__Prompt__.
Starting at the top of the entries, restate word for word each line up to and including the one with "use crate::utils::encode_fixed;".
--------------------------------
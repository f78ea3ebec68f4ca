// src/header/builder.rs
use crate::error::{AnalyzeError, Result};
use crate::header::{HeaderKey, HeaderRecord, ImageDimension};
use crate::types::{DataType, Orientation};
use crate::utils::encode_fixed;

/// Builder for headers that need more than `make_hdr`'s eight parameters.
///
/// Every setting starts at the `make_hdr` default: zero spacing, offset and
/// calibration ("unknown"), single-blank unit labels, transverse orientation and
/// empty text fields. Text that does not fit its field fails [`HeaderBuilder::build`]
/// with [`AnalyzeError::FieldTooLong`].
///
/// # Example
///
/// ```
/// use analyze_rs::{DataType, HeaderRecord, Orientation};
///
/// let header = HeaderRecord::builder(DataType::SignedShort)
///     .dims(128, 128, 64, 1)
///     .spacing(0.9375, 0.9375, 2.0)
///     .vox_units("mm")
///     .orientation(Orientation::Coronal)
///     .description("T1 weighted")
///     .build()
///     .unwrap();
///
/// assert_eq!(header.dime.spacing(), [0.9375, 0.9375, 2.0]);
/// assert_eq!(header.hist.description(), "T1 weighted");
/// ```
#[derive(Debug, Clone)]
pub struct HeaderBuilder {
    data_type: DataType,
    dims: [i16; 4],
    glmax: i32,
    glmin: i32,
    spacing: [f32; 3],
    vox_offset: f32,
    vox_units: String,
    cal_units: String,
    cal_max: f32,
    cal_min: f32,
    orientation: Orientation,
    description: String,
    aux_file: String,
    db_name: String,
    originator: String,
    generated: String,
    scannum: String,
    patient_id: String,
    exp_date: String,
    exp_time: String,
}

impl HeaderBuilder {
    pub fn new(data_type: DataType) -> Self {
        HeaderBuilder {
            data_type,
            dims: [0; 4],
            glmax: 0,
            glmin: 0,
            spacing: [0.0; 3],
            vox_offset: 0.0,
            vox_units: " ".to_string(),
            cal_units: " ".to_string(),
            cal_max: 0.0,
            cal_min: 0.0,
            orientation: Orientation::default(),
            description: String::new(),
            aux_file: String::new(),
            db_name: String::new(),
            originator: String::new(),
            generated: String::new(),
            scannum: String::new(),
            patient_id: String::new(),
            exp_date: String::new(),
            exp_time: String::new(),
        }
    }

    /// Slice width and height in pixels, depth in slices, and volumes per file
    pub fn dims(mut self, width: i16, height: i16, depth: i16, volumes: i16) -> Self {
        self.dims = [width, height, depth, volumes];
        self
    }

    /// Maximum and minimum voxel values
    pub fn global_range(mut self, glmax: i32, glmin: i32) -> Self {
        self.glmax = glmax;
        self.glmin = glmin;
        self
    }

    /// Voxel width, height and slice thickness
    pub fn spacing(mut self, x: f32, y: f32, z: f32) -> Self {
        self.spacing = [x, y, z];
        self
    }

    /// Byte offset of the pixel data in the image file
    pub fn vox_offset(mut self, offset: f32) -> Self {
        self.vox_offset = offset;
        self
    }

    /// Voxel units label, up to 4 bytes (e.g. "mm")
    pub fn vox_units(mut self, units: impl Into<String>) -> Self {
        self.vox_units = units.into();
        self
    }

    /// Calibration units label, up to 8 bytes (e.g. "HU")
    pub fn cal_units(mut self, units: impl Into<String>) -> Self {
        self.cal_units = units.into();
        self
    }

    /// Calibration range; both zero means no calibration
    pub fn calibration(mut self, cal_max: f32, cal_min: f32) -> Self {
        self.cal_max = cal_max;
        self.cal_min = cal_min;
        self
    }

    pub fn orientation(mut self, orientation: Orientation) -> Self {
        self.orientation = orientation;
        self
    }

    /// Free-text description, up to 80 bytes
    pub fn description(mut self, text: impl Into<String>) -> Self {
        self.description = text.into();
        self
    }

    /// Auxiliary file name, up to 24 bytes
    pub fn aux_file(mut self, name: impl Into<String>) -> Self {
        self.aux_file = name.into();
        self
    }

    /// Database name, up to 18 bytes
    pub fn db_name(mut self, name: impl Into<String>) -> Self {
        self.db_name = name.into();
        self
    }

    pub fn originator(mut self, text: impl Into<String>) -> Self {
        self.originator = text.into();
        self
    }

    pub fn generated(mut self, text: impl Into<String>) -> Self {
        self.generated = text.into();
        self
    }

    pub fn scan_number(mut self, text: impl Into<String>) -> Self {
        self.scannum = text.into();
        self
    }

    pub fn patient_id(mut self, text: impl Into<String>) -> Self {
        self.patient_id = text.into();
        self
    }

    /// Experiment date and time, up to 10 bytes each
    pub fn experiment(mut self, date: impl Into<String>, time: impl Into<String>) -> Self {
        self.exp_date = date.into();
        self.exp_time = time.into();
        self
    }

    pub fn build(self) -> Result<HeaderRecord> {
        if self.data_type.code() <= 0 {
            return Err(AnalyzeError::InvalidDatatype(self.data_type.name().to_string()));
        }

        let mut record = HeaderRecord::zeroed();

        let key = &mut record.key;
        key.sizeof_hdr = HeaderRecord::SIZE as i32;
        key.regular = HeaderKey::REGULAR;
        key.db_name = encode_fixed("db_name", &self.db_name)?;

        let dime = &mut record.dime;
        dime.dim[0] = ImageDimension::NUM_DIMS;
        dime.dim[1..5].copy_from_slice(&self.dims);
        dime.vox_units = encode_fixed("vox_units", &self.vox_units)?;
        dime.cal_units = encode_fixed("cal_units", &self.cal_units)?;
        dime.datatype = self.data_type.code();
        dime.bitpix = self.data_type.bitpix();
        dime.pixdim[1..4].copy_from_slice(&self.spacing);
        dime.vox_offset = self.vox_offset;
        dime.roi_scale = ImageDimension::ROI_SCALE;
        dime.cal_max = self.cal_max;
        dime.cal_min = self.cal_min;
        dime.glmax = self.glmax;
        dime.glmin = self.glmin;

        let hist = &mut record.hist;
        hist.descrip = encode_fixed("descrip", &self.description)?;
        hist.aux_file = encode_fixed("aux_file", &self.aux_file)?;
        hist.orient = self.orientation.code();
        hist.originator = encode_fixed("originator", &self.originator)?;
        hist.generated = encode_fixed("generated", &self.generated)?;
        hist.scannum = encode_fixed("scannum", &self.scannum)?;
        hist.patient_id = encode_fixed("patient_id", &self.patient_id)?;
        hist.exp_date = encode_fixed("exp_date", &self.exp_date)?;
        hist.exp_time = encode_fixed("exp_time", &self.exp_time)?;

        log::debug!(
            "built ANALYZE header: {}x{}x{}x{} {} ({} bits), range [{}, {}]",
            self.dims[0],
            self.dims[1],
            self.dims[2],
            self.dims[3],
            self.data_type,
            self.data_type.bitpix(),
            self.glmin,
            self.glmax
        );
        Ok(record)
    }
}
--------------------------------
__Task result__.
repository f78ea3ebec68f4ca
// src/header/builder.rs
use crate::error::{AnalyzeError, Result};
use crate::header::{HeaderKey, HeaderRecord, ImageDimension};
use crate::types::{DataType, Orientation};
use crate::utils::encode_fixed;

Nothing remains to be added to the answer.